Shock tactics | 30 May 2019

But the cult pianist is more at home with the serenities of Bach than the combativeness of Beethoven

issue 01 June 2019

Igor Levit has rapidly achieved cult status, as he certainly deserves. He has already reached the stage where he can programme enormous and pretty obscure works, such as Ronald Stevenson’s Passacaglia. Clearly, Levit’s taste runs to large-scale works, but his recently released disc, Life, shows his command of shorter pieces too.

His first concert in this run of three was Bach’s Goldberg Variations, a performance that commanded an instant hush and was greeted with almost unseemly cheering and stamping from the Wigmore audience. Levit began this masterpiece in a remarkably quiet way, almost casually, but with an amazing singing tone. Indeed, except for the punctuating rigorous canons, he cultivated cantabile throughout, his journey into the depths of this fathomless work being as different as possible from either of Glenn Gould’s recordings, long the gold standard for the Goldbergs. Performances of this work do tend towards the dogmatic, as I find with Andras Schiff, whom Levit admires.

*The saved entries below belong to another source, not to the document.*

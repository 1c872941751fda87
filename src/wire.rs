//! Fixed-width little-endian stream helpers for the binary store format.
//!
//! A short read is a `Format` error (the stream ended before the record did);
//! any other I/O failure passes through as `Io`.

use std::io::{self, Read, Write};

use crate::error::{Result, SdmError};

fn map_read_err(err: io::Error) -> SdmError {
    if err.kind() == io::ErrorKind::UnexpectedEof {
        SdmError::Format("unexpected end of stream".to_string())
    } else {
        SdmError::Io(err)
    }
}

pub fn read_exact(reader: &mut impl Read, buf: &mut [u8]) -> Result<()> {
    reader.read_exact(buf).map_err(map_read_err)
}

pub fn write_u8(writer: &mut impl Write, value: u8) -> Result<()> {
    writer.write_all(&[value])?;
    Ok(())
}

pub fn read_u8(reader: &mut impl Read) -> Result<u8> {
    let mut buf = [0u8; 1];
    read_exact(reader, &mut buf)?;
    Ok(buf[0])
}

pub fn write_i8(writer: &mut impl Write, value: i8) -> Result<()> {
    writer.write_all(&value.to_le_bytes())?;
    Ok(())
}

pub fn read_i8(reader: &mut impl Read) -> Result<i8> {
    let mut buf = [0u8; 1];
    read_exact(reader, &mut buf)?;
    Ok(i8::from_le_bytes(buf))
}

pub fn write_u16(writer: &mut impl Write, value: u16) -> Result<()> {
    writer.write_all(&value.to_le_bytes())?;
    Ok(())
}

pub fn read_u16(reader: &mut impl Read) -> Result<u16> {
    let mut buf = [0u8; 2];
    read_exact(reader, &mut buf)?;
    Ok(u16::from_le_bytes(buf))
}

pub fn write_u32(writer: &mut impl Write, value: u32) -> Result<()> {
    writer.write_all(&value.to_le_bytes())?;
    Ok(())
}

pub fn read_u32(reader: &mut impl Read) -> Result<u32> {
    let mut buf = [0u8; 4];
    read_exact(reader, &mut buf)?;
    Ok(u32::from_le_bytes(buf))
}

pub fn write_i32(writer: &mut impl Write, value: i32) -> Result<()> {
    writer.write_all(&value.to_le_bytes())?;
    Ok(())
}

pub fn read_i32(reader: &mut impl Read) -> Result<i32> {
    let mut buf = [0u8; 4];
    read_exact(reader, &mut buf)?;
    Ok(i32::from_le_bytes(buf))
}

#[cfg(test)]
mod tests {
    use super::*;
    use std::io::Cursor;

    #[test]
    fn test_round_trip_widths() {
        let mut buf = Vec::new();
        write_u8(&mut buf, 0xAB).unwrap();
        write_i8(&mut buf, -5).unwrap();
        write_u16(&mut buf, 0xBEEF).unwrap();
        write_u32(&mut buf, 0xDEADBEEF).unwrap();
        write_i32(&mut buf, -123456).unwrap();

        let mut cur = Cursor::new(buf);
        assert_eq!(read_u8(&mut cur).unwrap(), 0xAB);
        assert_eq!(read_i8(&mut cur).unwrap(), -5);
        assert_eq!(read_u16(&mut cur).unwrap(), 0xBEEF);
        assert_eq!(read_u32(&mut cur).unwrap(), 0xDEADBEEF);
        assert_eq!(read_i32(&mut cur).unwrap(), -123456);
    }

    #[test]
    fn test_short_read_is_format_error() {
        let mut cur = Cursor::new(vec![0u8; 3]);
        let err = read_u32(&mut cur).unwrap_err();
        assert!(matches!(err, SdmError::Format(_)));
    }
}
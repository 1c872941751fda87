//! The memory engine: radius-activated scans over a fixed population of hard
//! locations, plus whole-store persistence.
//!
//! A `Memory` is single-threaded by design. `write` and `read` are
//! synchronous, non-reentrant, O(location count) scans with no internal
//! suspension points or locking; callers needing concurrency serialize calls
//! externally or partition locations across independent stores. Cooperative
//! cancellation of bulk loops belongs to the caller, between calls.

use std::fs::File;
use std::io::{BufReader, BufWriter, Read, Seek, Write};
use std::path::Path;

use rand::Rng;
use tracing::info;

use crate::config::SdmConfig;
use crate::error::{Result, SdmError};
use crate::location::HardLocation;
use crate::wire;
use crate::word::Word;

/// ASCII magic prefix of the persisted store format.
const FILE_MAGIC: &[u8] = b"?!SDM!?";

/// Geometry of a store, fixed at initialization.
#[derive(Clone, Copy, Debug, PartialEq, Eq)]
pub struct Geometry {
    /// Dimensions of address words.
    pub addr_dims: u16,
    /// Dimensions of data words.
    pub data_dims: u16,
    /// Bits per dimension (1..=8) for both addresses and data.
    pub range_bits: u8,
    /// Number of hard locations.
    pub num_locations: usize,
    /// Activation radius: a location participates when its address is within
    /// this distance of the query.
    pub radius: u32,
}

/// Diagnostics from the most recent full scan.
#[derive(Clone, Copy, Debug, Default, PartialEq)]
pub struct ScanStats {
    /// Locations whose distance fell within the radius.
    pub activations: usize,
    /// Mean distance over the full scan.
    pub mean_distance: f32,
    /// Minimum distance seen over the full scan.
    pub min_distance: f32,
}

/// Outcome of a read: the reconstructed word, whether any counter carried a
/// positive signal, and the scan diagnostics.
#[derive(Clone, Debug)]
pub struct ReadResult {
    pub value: Word,
    pub conclusive: bool,
    pub stats: ScanStats,
}

/// A sparse distributed memory store.
///
/// Lifecycle: created empty, initialized exactly once (random or fixed
/// addresses), then written/read any number of times and optionally
/// persisted. Location addresses are immutable after initialization; bias
/// them beforehand with [`Word::imprint`] and [`Memory::initialize_fixed`].
#[derive(Debug)]
pub struct Memory {
    config: SdmConfig,
    addr_dims: u16,
    data_dims: u16,
    range_bits: u8,
    radius: u32,
    write_count: u32,
    locations: Vec<HardLocation>,
    last_stats: ScanStats,
    initialized: bool,
}

impl Memory {
    /// Create an empty, uninitialized store with the given behaviour
    /// configuration.
    pub fn new(config: SdmConfig) -> Self {
        Self {
            config,
            addr_dims: 0,
            data_dims: 0,
            range_bits: 0,
            radius: 0,
            write_count: 0,
            locations: Vec::new(),
            last_stats: ScanStats::default(),
            initialized: false,
        }
    }

    fn check_geometry_params(geometry: &Geometry) -> Result<()> {
        if geometry.range_bits < 1 || geometry.range_bits > 8 {
            return Err(SdmError::GeometryMismatch(format!(
                "range bits must be in 1..=8, got {}",
                geometry.range_bits
            )));
        }
        Ok(())
    }

    /// One-time initialization with freshly randomized location addresses.
    pub fn initialize(&mut self, geometry: Geometry, rng: &mut impl Rng) -> Result<()> {
        if self.initialized {
            return Err(SdmError::AlreadyInitialized);
        }
        Self::check_geometry_params(&geometry)?;

        self.apply_geometry(&geometry);
        self.locations = (0..geometry.num_locations)
            .map(|_| {
                let addr = Word::random(geometry.addr_dims, geometry.range_bits, rng);
                HardLocation::new(addr, geometry.data_dims)
            })
            .collect();

        self.initialized = true;
        Ok(())
    }

    /// One-time initialization with caller-supplied location addresses.
    ///
    /// Takes the first `num_locations` addresses and ignores any extras;
    /// fails when fewer are provided or when an address does not match the
    /// store geometry.
    pub fn initialize_fixed(&mut self, geometry: Geometry, addrs: Vec<Word>) -> Result<()> {
        if self.initialized {
            return Err(SdmError::AlreadyInitialized);
        }
        Self::check_geometry_params(&geometry)?;

        if addrs.len() < geometry.num_locations {
            return Err(SdmError::InsufficientAddresses {
                needed: geometry.num_locations,
                got: addrs.len(),
            });
        }

        for addr in addrs.iter().take(geometry.num_locations) {
            if addr.len() != geometry.addr_dims as usize
                || addr.range_bits() != geometry.range_bits
            {
                return Err(SdmError::GeometryMismatch(format!(
                    "address ({} dims, {} bits) does not match geometry ({} dims, {} bits)",
                    addr.len(),
                    addr.range_bits(),
                    geometry.addr_dims,
                    geometry.range_bits
                )));
            }
        }

        self.apply_geometry(&geometry);
        self.locations = addrs
            .into_iter()
            .take(geometry.num_locations)
            .map(|addr| HardLocation::new(addr, geometry.data_dims))
            .collect();

        self.initialized = true;
        Ok(())
    }

    fn apply_geometry(&mut self, geometry: &Geometry) {
        self.addr_dims = geometry.addr_dims;
        self.data_dims = geometry.data_dims;
        self.range_bits = geometry.range_bits;
        self.radius = geometry.radius;
    }

    fn check_addr(&self, addr: &Word) -> Result<()> {
        if addr.len() != self.addr_dims as usize || addr.range_bits() != self.range_bits {
            return Err(SdmError::GeometryMismatch(format!(
                "address ({} dims, {} bits) does not match memory ({} dims, {} bits)",
                addr.len(),
                addr.range_bits(),
                self.addr_dims,
                self.range_bits
            )));
        }
        Ok(())
    }

    /// Scan all locations, activating those within the radius of `addr`.
    /// Calls `visit` on each activated location and returns the diagnostics.
    fn activation_scan<F>(&mut self, addr: &Word, mut visit: F) -> Result<ScanStats>
    where
        F: FnMut(&mut HardLocation) -> Result<()>,
    {
        let metric = self.config.metric;
        let radius = self.radius as f32;

        let mut sum = 0.0f32;
        let mut min = f32::MAX;
        let mut activations = 0usize;

        for location in &mut self.locations {
            let dist = addr.distance_to(location.address(), metric)?;

            if dist <= radius {
                visit(location)?;
                activations += 1;
            }

            sum += dist;
            if dist < min {
                min = dist;
            }
        }

        let len = self.locations.len();
        let stats = ScanStats {
            activations,
            mean_distance: if len > 0 { sum / len as f32 } else { 0.0 },
            min_distance: if len > 0 { min } else { 0.0 },
        };
        self.last_stats = stats;
        Ok(stats)
    }

    /// Write `data` into every location within the radius of `addr`.
    ///
    /// Always runs to completion over the full location set. A
    /// capacity-exhaustion failure mode is reserved for the future; today a
    /// write that activates nothing still succeeds.
    pub fn write(&mut self, addr: &Word, data: &Word) -> Result<ScanStats> {
        if !self.initialized {
            return Err(SdmError::NotInitialized);
        }
        self.check_addr(addr)?;
        if data.len() != self.data_dims as usize || data.range_bits() != self.range_bits {
            return Err(SdmError::GeometryMismatch(format!(
                "data ({} dims, {} bits) does not match memory ({} dims, {} bits)",
                data.len(),
                data.range_bits(),
                self.data_dims,
                self.range_bits
            )));
        }

        let config = self.config;
        let stats = self.activation_scan(addr, |location| location.write(data, &config))?;

        self.write_count += 1;
        Ok(stats)
    }

    /// Read the consensus value at `addr`.
    ///
    /// Every activated location contributes into a shared accumulator, then
    /// [`Word::from_counters`] reconstructs the result and its conclusiveness.
    pub fn read(&mut self, addr: &Word) -> Result<ReadResult> {
        if !self.initialized {
            return Err(SdmError::NotInitialized);
        }
        self.check_addr(addr)?;

        let config = self.config;
        let mut rng = rand::thread_rng();
        let mut accumulator =
            vec![0i32; self.data_dims as usize * (1usize << self.range_bits)];

        let stats = self.activation_scan(addr, |location| {
            location.read(&mut accumulator, &config, &mut rng)
        })?;

        let (value, conclusive) = Word::from_counters(&accumulator, self.range_bits, &mut rng);
        Ok(ReadResult {
            value,
            conclusive,
            stats,
        })
    }

    /// The store's behaviour configuration.
    pub fn config(&self) -> &SdmConfig {
        &self.config
    }

    /// Read-only view of the location population, for analysis tooling.
    pub fn locations(&self) -> &[HardLocation] {
        &self.locations
    }

    /// Diagnostics of the most recent write or read scan.
    pub fn last_stats(&self) -> ScanStats {
        self.last_stats
    }

    /// Total writes absorbed by the store.
    pub fn write_count(&self) -> u32 {
        self.write_count
    }

    /// Address-word dimensions.
    pub fn addr_dims(&self) -> u16 {
        self.addr_dims
    }

    /// Data-word dimensions.
    pub fn data_dims(&self) -> u16 {
        self.data_dims
    }

    /// Bits per dimension.
    pub fn range_bits(&self) -> u8 {
        self.range_bits
    }

    /// Activation radius.
    pub fn radius(&self) -> u32 {
        self.radius
    }

    /// True once the store has been initialized.
    pub fn is_initialized(&self) -> bool {
        self.initialized
    }

    /// Write the whole store: magic prefix, geometry, write counter, then
    /// every location in order. Progress is logged roughly every 10% of
    /// locations as an operational courtesy for multi-million-record stores.
    pub fn serialize(&self, writer: &mut impl Write) -> Result<()> {
        if !self.initialized {
            return Err(SdmError::NotInitialized);
        }

        writer.write_all(FILE_MAGIC)?;
        wire::write_i32(writer, self.addr_dims as i32)?;
        wire::write_i32(writer, self.data_dims as i32)?;
        wire::write_i32(writer, self.range_bits as i32)?;
        wire::write_i32(writer, self.radius as i32)?;
        wire::write_i32(writer, self.write_count as i32)?;
        wire::write_i32(writer, self.locations.len() as i32)?;

        let progress_interval = (self.locations.len() / 10).max(1);
        for (idx, location) in self.locations.iter().enumerate() {
            location.serialize(writer, &self.config)?;

            if (idx + 1) % progress_interval == 0 {
                let progress = (idx + 1) as f32 / self.locations.len() as f32 * 100.0;
                info!("save progress: {:.0}%", progress);
            }
        }

        Ok(())
    }

    /// Read back a store serialized with the same configuration. The result
    /// is immediately `Ready`.
    pub fn deserialize(reader: &mut impl Read, config: SdmConfig) -> Result<Self> {
        let mut magic = [0u8; FILE_MAGIC.len()];
        wire::read_exact(reader, &mut magic)?;
        if magic != *FILE_MAGIC {
            return Err(SdmError::Format("magic prefix not found".to_string()));
        }

        let addr_dims = wire::read_i32(reader)?;
        let data_dims = wire::read_i32(reader)?;
        let range_bits = wire::read_i32(reader)?;
        let radius = wire::read_i32(reader)?;
        let write_count = wire::read_i32(reader)?;
        let location_count = wire::read_i32(reader)?;

        // A corrupted or crafted header must fail cleanly, never feed an
        // out-of-range value into the geometry.
        let dim_range = 0..=u16::MAX as i32;
        if !dim_range.contains(&addr_dims) || !dim_range.contains(&data_dims) {
            return Err(SdmError::Format(format!(
                "dimension counts out of range: {} address / {} data",
                addr_dims, data_dims
            )));
        }
        if !(1..=8).contains(&range_bits) {
            return Err(SdmError::Format(format!(
                "range bits must be in 1..=8, got {}",
                range_bits
            )));
        }
        if radius < 0 || write_count < 0 || location_count < 0 {
            return Err(SdmError::Format(format!(
                "negative header field: radius {}, write count {}, location count {}",
                radius, write_count, location_count
            )));
        }

        let addr_dims = addr_dims as u16;
        let data_dims = data_dims as u16;
        let range_bits = range_bits as u8;
        let radius = radius as u32;
        let write_count = write_count as u32;
        let location_count = location_count as usize;

        let progress_interval = (location_count / 10).max(1);
        let mut locations = Vec::with_capacity(location_count);
        for idx in 0..location_count {
            locations.push(HardLocation::deserialize(reader, data_dims, &config)?);

            if (idx + 1) % progress_interval == 0 {
                let progress = (idx + 1) as f32 / location_count as f32 * 100.0;
                info!("load progress: {:.0}%", progress);
            }
        }

        info!("load completed; memory has {} total writes", write_count);

        Ok(Self {
            config,
            addr_dims,
            data_dims,
            range_bits,
            radius,
            write_count,
            locations,
            last_stats: ScanStats::default(),
            initialized: true,
        })
    }

    /// Persist the store to a file.
    pub fn save_to_file(&self, path: impl AsRef<Path>) -> Result<()> {
        let file = File::create(path.as_ref())?;
        let mut writer = BufWriter::new(file);
        self.serialize(&mut writer)?;
        writer.flush()?;

        let bytes = writer.stream_position()?;
        info!(
            "saved memory to {} (size: {:.2}MB)",
            path.as_ref().display(),
            bytes as f64 / (1024.0 * 1024.0)
        );
        Ok(())
    }

    /// Load a store persisted by [`Memory::save_to_file`] with the same
    /// configuration.
    pub fn load_from_file(path: impl AsRef<Path>, config: SdmConfig) -> Result<Self> {
        let file = File::open(path.as_ref())?;
        let mut reader = BufReader::new(file);
        Self::deserialize(&mut reader, config)
    }
}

For most of his performance Levit offered us the chance to respond as we liked, and it was only about halfway through that the intensity of his vision of the whole work gathered us for his transcendental treatment of its ultimate reaches. He imposed a lengthy silence before the 25th variation, the so-called ‘black pearl’, and drew it out to heavenly lengths. Then there was the fantastic progression to the thrilling virtuosity of the last variations, with the wonderfully rowdy ‘Quodlibet’ — Bach bringing us down to earth — before the repeat (with repeats) of the theme. That was an evening that one couldn’t forget.

Two evenings later it was a longer concert, with Beethoven’s Diabelli variations in the first half. It was — one can take it for granted — a captivating, individual and mischievous account, but I felt, as I did with the CD set of the same works, that Levit is more at home with the serenities of Bach than the combativeness of Beethoven, despite his deeply held radical political views.